== Dataset extract
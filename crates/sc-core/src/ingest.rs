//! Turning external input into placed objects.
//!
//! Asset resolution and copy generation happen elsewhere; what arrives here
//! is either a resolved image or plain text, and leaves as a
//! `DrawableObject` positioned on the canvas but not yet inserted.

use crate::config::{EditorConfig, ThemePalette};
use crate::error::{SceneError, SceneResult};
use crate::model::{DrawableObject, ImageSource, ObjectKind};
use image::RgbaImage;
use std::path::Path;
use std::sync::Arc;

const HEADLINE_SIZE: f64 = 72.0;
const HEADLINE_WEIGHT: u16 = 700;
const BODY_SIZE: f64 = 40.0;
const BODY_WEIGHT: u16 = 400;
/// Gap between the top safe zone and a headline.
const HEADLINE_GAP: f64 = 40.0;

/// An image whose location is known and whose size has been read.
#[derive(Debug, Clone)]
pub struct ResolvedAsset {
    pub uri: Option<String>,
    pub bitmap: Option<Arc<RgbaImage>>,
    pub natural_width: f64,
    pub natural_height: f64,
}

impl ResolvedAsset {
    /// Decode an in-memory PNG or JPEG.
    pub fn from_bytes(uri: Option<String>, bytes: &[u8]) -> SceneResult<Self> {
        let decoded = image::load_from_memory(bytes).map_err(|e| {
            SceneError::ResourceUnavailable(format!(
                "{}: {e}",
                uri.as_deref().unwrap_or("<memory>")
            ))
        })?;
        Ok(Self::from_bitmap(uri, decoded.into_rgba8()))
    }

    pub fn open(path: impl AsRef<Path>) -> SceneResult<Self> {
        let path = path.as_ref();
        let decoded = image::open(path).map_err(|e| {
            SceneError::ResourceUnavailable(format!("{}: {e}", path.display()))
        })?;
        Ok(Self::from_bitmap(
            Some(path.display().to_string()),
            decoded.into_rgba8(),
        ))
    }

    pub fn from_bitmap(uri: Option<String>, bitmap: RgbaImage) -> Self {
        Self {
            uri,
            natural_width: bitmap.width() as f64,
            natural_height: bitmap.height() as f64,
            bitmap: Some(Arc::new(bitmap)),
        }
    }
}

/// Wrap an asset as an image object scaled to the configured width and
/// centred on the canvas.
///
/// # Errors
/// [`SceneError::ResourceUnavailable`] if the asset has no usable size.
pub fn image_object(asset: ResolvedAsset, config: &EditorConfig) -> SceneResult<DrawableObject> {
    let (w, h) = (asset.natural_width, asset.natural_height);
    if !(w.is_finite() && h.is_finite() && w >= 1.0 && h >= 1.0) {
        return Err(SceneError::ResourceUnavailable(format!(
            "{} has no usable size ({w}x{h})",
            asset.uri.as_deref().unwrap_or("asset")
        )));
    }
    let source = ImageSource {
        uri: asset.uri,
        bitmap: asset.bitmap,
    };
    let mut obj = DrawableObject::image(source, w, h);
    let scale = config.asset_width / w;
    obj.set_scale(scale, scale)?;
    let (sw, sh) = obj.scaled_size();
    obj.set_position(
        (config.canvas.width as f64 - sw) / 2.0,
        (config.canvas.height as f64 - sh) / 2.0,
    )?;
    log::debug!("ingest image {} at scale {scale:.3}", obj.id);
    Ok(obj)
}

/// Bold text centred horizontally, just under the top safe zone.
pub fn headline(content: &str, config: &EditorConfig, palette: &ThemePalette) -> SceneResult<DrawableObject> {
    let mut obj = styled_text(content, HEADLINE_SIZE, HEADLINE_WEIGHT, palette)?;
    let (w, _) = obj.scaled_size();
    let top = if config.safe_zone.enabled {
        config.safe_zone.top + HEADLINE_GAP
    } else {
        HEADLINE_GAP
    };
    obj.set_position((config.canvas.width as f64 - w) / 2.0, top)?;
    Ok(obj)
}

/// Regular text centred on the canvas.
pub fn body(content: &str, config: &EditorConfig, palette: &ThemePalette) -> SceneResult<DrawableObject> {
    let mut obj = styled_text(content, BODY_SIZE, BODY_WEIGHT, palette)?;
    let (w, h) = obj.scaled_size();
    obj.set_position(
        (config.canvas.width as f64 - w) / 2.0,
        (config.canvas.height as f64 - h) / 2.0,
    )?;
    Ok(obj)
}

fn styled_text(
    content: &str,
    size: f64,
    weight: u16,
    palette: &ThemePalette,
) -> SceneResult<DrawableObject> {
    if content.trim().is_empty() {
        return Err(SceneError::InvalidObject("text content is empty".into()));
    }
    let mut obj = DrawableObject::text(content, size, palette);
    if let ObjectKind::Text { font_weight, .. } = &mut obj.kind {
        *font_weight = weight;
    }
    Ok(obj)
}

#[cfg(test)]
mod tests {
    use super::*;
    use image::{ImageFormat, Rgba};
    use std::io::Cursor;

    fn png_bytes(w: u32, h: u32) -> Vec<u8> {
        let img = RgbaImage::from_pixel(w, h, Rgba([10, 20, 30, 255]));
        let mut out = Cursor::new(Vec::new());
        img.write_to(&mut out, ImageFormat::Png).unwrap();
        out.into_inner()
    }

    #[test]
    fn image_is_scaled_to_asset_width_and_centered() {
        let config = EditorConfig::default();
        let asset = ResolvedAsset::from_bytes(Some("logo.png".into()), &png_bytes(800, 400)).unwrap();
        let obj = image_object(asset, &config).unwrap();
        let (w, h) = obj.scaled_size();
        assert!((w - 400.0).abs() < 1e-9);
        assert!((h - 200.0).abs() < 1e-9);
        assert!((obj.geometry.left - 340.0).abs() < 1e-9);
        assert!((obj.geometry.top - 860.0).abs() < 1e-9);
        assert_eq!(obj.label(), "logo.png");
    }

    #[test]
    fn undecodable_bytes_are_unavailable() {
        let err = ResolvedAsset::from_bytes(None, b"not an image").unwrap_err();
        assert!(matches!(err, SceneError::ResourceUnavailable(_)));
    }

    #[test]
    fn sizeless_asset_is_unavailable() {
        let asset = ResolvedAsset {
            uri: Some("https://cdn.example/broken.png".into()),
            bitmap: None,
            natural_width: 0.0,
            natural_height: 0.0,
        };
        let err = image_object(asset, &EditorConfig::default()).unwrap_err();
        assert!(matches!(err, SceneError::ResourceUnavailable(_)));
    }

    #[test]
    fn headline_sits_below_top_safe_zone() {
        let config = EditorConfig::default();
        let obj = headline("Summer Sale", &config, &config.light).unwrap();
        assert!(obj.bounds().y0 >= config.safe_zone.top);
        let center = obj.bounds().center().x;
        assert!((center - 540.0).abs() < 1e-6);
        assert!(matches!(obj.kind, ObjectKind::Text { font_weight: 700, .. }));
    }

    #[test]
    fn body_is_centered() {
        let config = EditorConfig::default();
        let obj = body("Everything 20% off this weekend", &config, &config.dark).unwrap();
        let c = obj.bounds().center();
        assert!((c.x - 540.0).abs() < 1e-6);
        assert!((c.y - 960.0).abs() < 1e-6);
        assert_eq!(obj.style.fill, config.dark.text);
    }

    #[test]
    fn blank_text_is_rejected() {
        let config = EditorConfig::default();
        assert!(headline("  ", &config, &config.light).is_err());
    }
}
====
== Dataset extract
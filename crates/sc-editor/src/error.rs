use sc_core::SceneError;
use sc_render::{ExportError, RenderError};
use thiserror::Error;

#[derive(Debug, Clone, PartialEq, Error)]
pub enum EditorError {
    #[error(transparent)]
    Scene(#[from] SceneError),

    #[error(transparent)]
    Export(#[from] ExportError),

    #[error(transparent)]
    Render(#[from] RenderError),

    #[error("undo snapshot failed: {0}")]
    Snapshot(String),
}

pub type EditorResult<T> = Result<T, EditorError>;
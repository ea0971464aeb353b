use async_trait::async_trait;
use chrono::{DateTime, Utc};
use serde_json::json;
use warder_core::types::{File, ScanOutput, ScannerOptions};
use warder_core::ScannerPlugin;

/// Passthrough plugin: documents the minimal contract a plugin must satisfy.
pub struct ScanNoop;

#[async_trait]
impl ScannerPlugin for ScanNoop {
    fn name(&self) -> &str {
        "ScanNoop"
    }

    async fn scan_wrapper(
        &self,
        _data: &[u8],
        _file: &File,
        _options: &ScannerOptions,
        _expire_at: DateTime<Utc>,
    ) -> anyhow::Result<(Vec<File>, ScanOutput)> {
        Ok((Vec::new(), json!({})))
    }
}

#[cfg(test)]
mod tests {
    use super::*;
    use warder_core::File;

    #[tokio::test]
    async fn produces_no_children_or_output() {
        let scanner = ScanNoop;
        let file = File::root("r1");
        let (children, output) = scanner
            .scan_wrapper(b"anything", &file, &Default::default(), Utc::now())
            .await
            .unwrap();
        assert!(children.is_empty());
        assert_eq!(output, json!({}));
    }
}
====
**Your objective:** A verbatim transcription is needed of the lines above, starting at the line with "#[derive(Debug, Clone, PartialEq, Error)]" and ending at the line with "use warder_core::ScannerPlugin;", both included, and of nothing else.

**Response below:**
#[derive(Debug, Clone, PartialEq, Error)]
pub enum EditorError {
    #[error(transparent)]
    Scene(#[from] SceneError),

    #[error(transparent)]
    Export(#[from] ExportError),

    #[error(transparent)]
    Render(#[from] RenderError),

    #[error("undo snapshot failed: {0}")]
    Snapshot(String),
}

pub type EditorResult<T> = Result<T, EditorError>;
repository ea0971464aeb353b
use async_trait::async_trait;
use chrono::{DateTime, Utc};
use serde_json::json;
use warder_core::types::{File, ScanOutput, ScannerOptions};
use warder_core::ScannerPlugin;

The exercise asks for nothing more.